Within this I created two files:

And a subdirectory “resources” containing:

Overall the structure was this:

LoungeTV:~/.kodi/addons/service.mqtt.jamesbulpin # find . -type f
./resources/__init__.py
./resources/settings.xml
./resources/language/english/strings.xml
./resources/paho/__init__.py
./resources/paho/mqtt/__init__.py
./resources/paho/mqtt/client.py
./resources/paho/mqtt/subscribe.py
./resources/paho/mqtt/publish.py
./mqttservice.py
./addon.xml

The full code can be found at https://bitbucket.org/jbulpin/kodihomeautomation – note that this includes hard-coded IR devices and commands so would need customisation before use.

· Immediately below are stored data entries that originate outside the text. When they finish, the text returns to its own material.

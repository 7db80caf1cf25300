use std::sync::Arc;

use async_trait::async_trait;
use chrono::Duration;
use grantline_store::{BackchannelAuthenticationRequestStore, Clock, ReplayCache};
use tokio_util::sync::CancellationToken;
use tracing::{debug, info, warn};

use super::{
    BACKCHANNEL_POLL_PURPOSE, GrantValidator, TokenRequest, ValidatedTokenRequest, ValidationError, ensure_active,
};
use crate::client::grant_types;
use crate::config::DeviceFlowOptions;
use crate::errors::GrantFailure;
use crate::services::{ProfileCaller, ProfileService};

/// OpenID CIBA poll-mode grant, keyed by `auth_req_id`
#[derive(Debug, Clone)]
pub struct BackchannelAuthenticationValidator {
    requests: BackchannelAuthenticationRequestStore,
    throttle: Arc<dyn ReplayCache>,
    profile: Arc<dyn ProfileService>,
    options: DeviceFlowOptions,
    clock: Arc<dyn Clock>,
}

impl BackchannelAuthenticationValidator {
    pub fn new(
        requests: BackchannelAuthenticationRequestStore,
        throttle: Arc<dyn ReplayCache>,
        profile: Arc<dyn ProfileService>,
        clock: Arc<dyn Clock>,
    ) -> Self {
        Self {
            requests,
            throttle,
            profile,
            options: DeviceFlowOptions::default(),
            clock,
        }
    }

    pub fn with_options(mut self, options: DeviceFlowOptions) -> Self {
        self.options = options;
        self
    }
}

#[async_trait]
impl GrantValidator for BackchannelAuthenticationValidator {
    fn grant_type(&self) -> &str {
        grant_types::CIBA
    }

    async fn validate(
        &self,
        request: &TokenRequest,
        validated: &mut ValidatedTokenRequest,
        cancel: &CancellationToken,
    ) -> Result<(), ValidationError> {
        let client = &request.client;
        let auth_req_id = request
            .auth_req_id
            .as_deref()
            .filter(|id| !id.is_empty())
            .ok_or_else(|| GrantFailure::malformed("auth_req_id is missing"))?;

        let Some(login) = self.requests.find_by_auth_request_id(auth_req_id, cancel).await? else {
            warn!(client_id = %client.client_id, "Backchannel authentication request not found");
            return Err(GrantFailure::GrantNotFound.into());
        };

        if login.client_id != client.client_id {
            warn!(
                client_id = %client.client_id,
                request_client_id = %login.client_id,
                "Backchannel request issued to another client"
            );
            return Err(GrantFailure::ClientMismatch.into());
        }

        let now = self.clock.now();
        if login.expiration().is_some_and(|expiration| expiration <= now) {
            info!(client_id = %client.client_id, "Backchannel authentication request expired");
            self.requests.remove_by_auth_request_id(auth_req_id, cancel).await?;
            return Err(GrantFailure::ExpiredToken.into());
        }

        let interval = client.polling_interval.unwrap_or(self.options.interval_secs);
        if interval > 0 {
            let until = now + Duration::seconds(i64::try_from(interval).unwrap_or(i64::MAX / 1_000));
            if !self
                .throttle
                .add_if_absent(BACKCHANNEL_POLL_PURPOSE, auth_req_id, until, cancel)
                .await?
            {
                debug!(client_id = %client.client_id, interval, "Backchannel request polled too fast");
                return Err(GrantFailure::SlowDown.into());
            }
        }

        if !login.is_complete {
            return Err(GrantFailure::AuthorizationPending.into());
        }
        if !login.is_approved() {
            info!(client_id = %client.client_id, "User denied backchannel authentication");
            return Err(GrantFailure::AccessDenied.into());
        }

        ensure_active(
            self.profile.as_ref(),
            &login.subject,
            client,
            ProfileCaller::BackchannelAuthenticationRequestIdValidation,
            cancel,
        )
        .await?;

        let Some(login) = self.requests.take_by_auth_request_id(auth_req_id, cancel).await? else {
            warn!(client_id = %client.client_id, "Backchannel request redeemed concurrently");
            return Err(GrantFailure::GrantNotFound.into());
        };

        validated.subject = Some(login.subject.clone());
        validated.session_id = login.session_id.clone();
        validated.scopes = login.authorized_scopes.clone().unwrap_or_default();
        validated.backchannel_request = Some(login);
        Ok(())
    }
}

kodiconfigThe easiest way to get Kodi to discover the add-on is to reboot. It may also be necessary to enable the add-on via the “My add-ons” menu in Kodi. The settings dialog can also be accessed from here – this allows setting of the MQTT broker IP address and of the name that will be used in the MQTT topic the add-on subscribes to – if this is set to “Lounge” then the topic prefix is “KODI/Lounge“.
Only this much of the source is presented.